Image credit: CCTV/Inside Outer Space screengrab
China intends to alter the country’s space station complex, adopting other new configurations in coming months.
The China Manned Space Agency (CMSA) has noted that currently the configuration of the orbiting Tiangong space station consists of the Tianhe core module, the lab modules Wentian and Mengtian, the Shenzhou-16 spacecraft, and cargo spacecraft of Tianzhou-5 and Tianzhou-6.
In the next few months, the CMSA said, there will be some changes in the configuration of the space station. However, no further details have been disclosed.
Back in late February, in a China Central Television (CCTV) interview, Yang Hong, chief designer of the space station system, said China’s space station will have over 50 different configurations in the future, enabling it to accommodate more spaceships.

New Shenzhou-16 crew onboard with Shenzhou-15 astronauts during handover ceremonies.
Image credit: CCTV/CNSA/Inside Outer Space screengrab
Current status
On June 6, the Tianzhou-5 cargo spacecraft, which separated from the space station on May 5, completed its second rendezvous and docking with the space station after 33 days of independent flight in orbit.
According to CCTV, the return of the Tianzhou-5 cargo spacecraft is intended to provide additional space for the storage of waste generated by the Shenzhou-16 crew in orbit.
Tianzhou-5 will depart China’s space station once again prior to the arrival of the Shenzhou-17 crewed spacecraft. The cargo ship will then be targeted for a destructive re-entry into the Earth’s atmosphere.
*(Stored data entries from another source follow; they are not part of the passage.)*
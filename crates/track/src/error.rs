//! Construction-time errors for the track core.
//!
//! Runtime placement failures are not errors: an occupancy conflict is
//! retried or skipped inside the tick, a missing terminal descriptor is a
//! logged warning. Only problems that leave a component unusable from the
//! start surface here.

use thiserror::Error;

#[derive(Debug, Error)]
pub enum TrackError {
    /// The segment library was built from an empty descriptor list.
    #[error("segment library has no descriptors")]
    EmptyLibrary,

    /// A config value no placement policy can work with.
    #[error("invalid config: {0}")]
    InvalidConfig(&'static str),
}
#[cfg(test)]
mod tests {
    use super::*;
    use crate::segment::{SegmentDescriptor, TurnKind};
    use glam::Vec3;
    use std::f32::consts::FRAC_PI_2;

    fn straight_only_library() -> SegmentLibrary {
        SegmentLibrary::new(vec![SegmentDescriptor::straight("straight", 10.0)]).unwrap()
    }

    fn full_library() -> SegmentLibrary {
        let left = SegmentDescriptor {
            turn_kind: TurnKind::Left90,
            exit: Some(Pose::from_position_yaw(Vec3::new(-5.0, 0.0, 5.0), -FRAC_PI_2)),
            ..SegmentDescriptor::straight("left", 10.0)
        };
        let right = SegmentDescriptor {
            turn_kind: TurnKind::Right90,
            exit: Some(Pose::from_position_yaw(Vec3::new(5.0, 0.0, 5.0), FRAC_PI_2)),
            ..SegmentDescriptor::straight("right", 10.0)
        };
        SegmentLibrary::new(vec![
            SegmentDescriptor::straight("straight", 10.0),
            left,
            right,
        ])
        .unwrap()
    }

    fn split_library() -> SegmentLibrary {
        let split = SegmentDescriptor {
            name: "split".into(),
            turn_kind: TurnKind::SplitLr,
            entry: Some(Pose::IDENTITY),
            exit: None,
            exit_left: Some(Pose::from_position_yaw(Vec3::new(-5.0, 0.0, 5.0), -FRAC_PI_2)),
            exit_right: Some(Pose::from_position_yaw(Vec3::new(5.0, 0.0, 5.0), FRAC_PI_2)),
            approx_length: 10.0,
            weight: 1.0,
            lane_points: Vec::new(),
        };
        SegmentLibrary::new(vec![SegmentDescriptor::straight("straight", 10.0), split]).unwrap()
    }

    fn config(seed: u64) -> GeneratorConfig {
        GeneratorConfig {
            seed: Some(seed),
            ..Default::default()
        }
    }

    fn drain_seeding(gen: &mut TrackGenerator) {
        // Enough ticks to exhaust seeding under any budget.
        for _ in 0..64 {
            gen.tick(Vec3::ZERO, &mut NoContent);
            if gen.phase() != GenPhase::Seeding {
                break;
            }
        }
    }

    /// Five straight placements of length 10 walk the anchor to z = 50.
    #[test]
    fn straight_chain_advances_anchor() {
        let cfg = GeneratorConfig {
            tiles_ahead: 5,
            allow_turns: false,
            max_spawns_per_tick: 5,
            ..config(1)
        };
        let mut gen = TrackGenerator::new(straight_only_library(), cfg, Pose::IDENTITY).unwrap();
        let report = gen.tick(Vec3::ZERO, &mut NoContent);
        assert_eq!(report.placed, 5);
        assert!((gen.anchor().position.z - 50.0).abs() < 1e-4);
        assert_eq!(gen.phase(), GenPhase::Steady);
    }

    /// Every placed segment's reconstructed entry pose coincides with the
    /// anchor that preceded its placement.
    #[test]
    fn chain_continuity_holds_through_turns() {
        let cfg = GeneratorConfig {
            turn_chance: 0.8,
            prevent_consecutive_turns: false,
            max_spawns_per_tick: 1,
            ..config(42)
        };
        let mut gen = TrackGenerator::new(full_library(), cfg, Pose::IDENTITY).unwrap();
        for _ in 0..40 {
            let before = gen.anchor();
            let count = gen.chain().len();
            let report = gen.tick(Vec3::ZERO, &mut NoContent);
            if report.placed > 0 && gen.chain().len() == count + 1 {
                let newest = gen.chain().newest().unwrap();
                let entry = newest.entry_world(gen.library());
                assert!(
                    entry.approx_eq(&before, 1e-3),
                    "entry {:?} != anchor {:?}",
                    entry,
                    before
                );
            }
        }
    }

    /// No two live segments ever share an occupancy cell.
    #[test]
    fn reserved_cells_never_overlap() {
        let cfg = GeneratorConfig {
            turn_chance: 0.6,
            prevent_consecutive_turns: false,
            max_spawns_per_tick: 4,
            ..config(7)
        };
        let mut gen = TrackGenerator::new(full_library(), cfg, Pose::IDENTITY).unwrap();
        let mut reference = Vec3::ZERO;
        for _ in 0..200 {
            gen.tick(reference, &mut NoContent);
            reference += Vec3::Z * 4.0;

            let mut seen = std::collections::HashSet::new();
            for segment in gen.chain().iter() {
                for cell in &segment.cells {
                    assert!(seen.insert(*cell), "cell {:?} reserved twice", cell);
                }
            }
        }
    }

    /// A blocked turn retries as a straight instead of failing the tick.
    #[test]
    fn blocked_anchor_falls_back_to_straight() {
        // The turn's entry socket sits 10 left of its origin, so its placed
        // origin lands 10 right of the anchor; occupying that cell blocks
        // the turn while leaving the straight's cell free.
        let arc = SegmentDescriptor {
            turn_kind: TurnKind::Left90,
            entry: Some(Pose::from_position(Vec3::new(-10.0, 0.0, 0.0))),
            exit: Some(Pose::from_position_yaw(Vec3::new(-15.0, 0.0, 5.0), -FRAC_PI_2)),
            ..SegmentDescriptor::straight("arc", 10.0)
        };
        let lib = SegmentLibrary::new(vec![SegmentDescriptor::straight("straight", 10.0), arc])
            .unwrap();
        let cfg = GeneratorConfig {
            tiles_ahead: 1,
            safe_start_count: 0,
            turn_chance: 1.0,
            prevent_consecutive_turns: false,
            max_spawns_per_tick: 1,
            ..config(3)
        };
        let mut gen = TrackGenerator::new(lib, cfg, Pose::IDENTITY).unwrap();

        let turn_pose = gen.compute_pose_for(1);
        assert_eq!(gen.grid.cell_of(turn_pose.position), glam::IVec3::new(1, 0, 0));
        gen.grid.try_reserve(&turn_pose, 1).unwrap();

        let report = gen.tick(Vec3::ZERO, &mut NoContent);
        assert_eq!(report.placed, 1);
        let newest = gen.chain().newest().unwrap();
        assert_eq!(
            gen.library().get(newest.descriptor).turn_kind,
            TurnKind::Straight
        );
    }

    /// Finite track: exactly max_regular_tiles + 1 placements, then silence.
    #[test]
    fn finite_track_halts_after_terminal() {
        let lib = SegmentLibrary::new(vec![
            SegmentDescriptor::straight("straight", 10.0),
            SegmentDescriptor::straight("end", 10.0),
        ])
        .unwrap();
        let cfg = GeneratorConfig {
            tiles_ahead: 8,
            allow_turns: false,
            max_spawns_per_tick: 3,
            finite: Some(FiniteTrack {
                max_regular_tiles: 3,
                end_descriptor: 1,
            }),
            ..config(5)
        };
        let mut gen = TrackGenerator::new(lib, cfg, Pose::IDENTITY).unwrap();

        let mut total = 0;
        for _ in 0..20 {
            total += gen.tick(Vec3::ZERO, &mut NoContent).placed;
        }
        assert_eq!(total, 4);
        assert_eq!(gen.phase(), GenPhase::Halted);
        assert_eq!(gen.chain().len(), 4);
        assert_eq!(gen.chain().newest().unwrap().descriptor, 1);

        // Further ticks place nothing, no matter how far the reference runs.
        let report = gen.tick(Vec3::new(0.0, 0.0, 1000.0), &mut NoContent);
        assert_eq!(report.placed, 0);
    }

    /// The split leaves the anchor in place until the external choice, then
    /// snaps it to the chosen exit's world pose.
    #[test]
    fn split_choice_snaps_anchor_to_right_exit() {
        let cfg = GeneratorConfig {
            tiles_ahead: 1,
            safe_start_count: 0,
            allow_turns: true,
            turn_chance: 0.0,
            max_spawns_per_tick: 1,
            ..config(9)
        };
        let mut gen = TrackGenerator::new(split_library(), cfg, Pose::IDENTITY).unwrap();
        drain_seeding(&mut gen);

        // Force-place the split by building it through the public path: make
        // it the only candidate.
        let split_idx = 1;
        let pose = gen.compute_pose_for(split_idx);
        let cells = gen.grid.try_reserve(&pose, 1).unwrap();
        let anchor_before = gen.anchor();
        gen.commit(split_idx, false, pose, cells, false, &mut NoContent);
        // Split does not auto-advance.
        assert_eq!(gen.anchor(), anchor_before);

        let id = gen.chain().newest().unwrap().id;
        gen.choose_split_exit(id, false);
        let expected = pose.transform_pose(Pose::from_position_yaw(
            Vec3::new(5.0, 0.0, 5.0),
            FRAC_PI_2,
        ));
        assert!(gen.anchor().approx_eq(&expected, 1e-4));
    }

    #[test]
    fn split_choice_for_unknown_segment_is_a_no_op() {
        let cfg = config(11);
        let mut gen = TrackGenerator::new(split_library(), cfg, Pose::IDENTITY).unwrap();
        let anchor = gen.anchor();
        gen.choose_split_exit(SegmentId(999), true);
        assert_eq!(gen.anchor(), anchor);
    }

    /// Infinite mode recycles the trailing segment once the reference has
    /// moved far enough past it.
    #[test]
    fn trailing_segment_recycles_in_steady_state() {
        let cfg = GeneratorConfig {
            tiles_ahead: 4,
            allow_turns: false,
            max_spawns_per_tick: 4,
            ..config(13)
        };
        let mut gen = TrackGenerator::new(straight_only_library(), cfg, Pose::IDENTITY).unwrap();
        let mut recycled = 0;
        let mut reference = Vec3::ZERO;
        for _ in 0..100 {
            let report = gen.tick(reference, &mut NoContent);
            recycled += report.recycled;
            reference += Vec3::Z * 5.0;
        }
        assert!(recycled > 0, "no recycling over 100 ticks");
        // Chain stays bounded because trailing segments are reused.
        assert!(gen.chain().len() <= 8);
    }

    /// Long runs re-base the origin and report the offset; continuity and
    /// cell bookkeeping survive the shift.
    #[test]
    fn rebase_keeps_anchor_near_origin() {
        let cfg = GeneratorConfig {
            tiles_ahead: 4,
            allow_turns: false,
            max_spawns_per_tick: 4,
            rebase_threshold: 200.0,
            ..config(17)
        };
        let mut gen = TrackGenerator::new(straight_only_library(), cfg, Pose::IDENTITY).unwrap();
        let mut reference = Vec3::ZERO;
        let mut rebased = false;
        for _ in 0..300 {
            let report = gen.tick(reference, &mut NoContent);
            reference += Vec3::Z * 6.0;
            if let Some(offset) = report.rebase {
                rebased = true;
                reference += offset;
            }
        }
        assert!(rebased, "re-base never triggered");
        assert!(gen.anchor().position.length() < 400.0);
    }

    /// The per-tick budget caps placements even when far behind.
    #[test]
    fn budget_bounds_work_per_tick() {
        let cfg = GeneratorConfig {
            tiles_ahead: 12,
            allow_turns: false,
            max_spawns_per_tick: 2,
            ..config(19)
        };
        let mut gen = TrackGenerator::new(straight_only_library(), cfg, Pose::IDENTITY).unwrap();
        let report = gen.tick(Vec3::ZERO, &mut NoContent);
        assert_eq!(report.placed, 2);
    }
}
Presently onboard the orbiting outpost, the Shenzhou-16 crew consists of Jing Haipeng, Zhu Yangzhu and Gui Haichao, China’s first civilian astronaut. Gui is a university professor who specializes in spacecraft dynamics and control technology for aerospace systems.
This trio was sent to the space station on May 30, 2023 to carry out a five-month mission aboard the facility.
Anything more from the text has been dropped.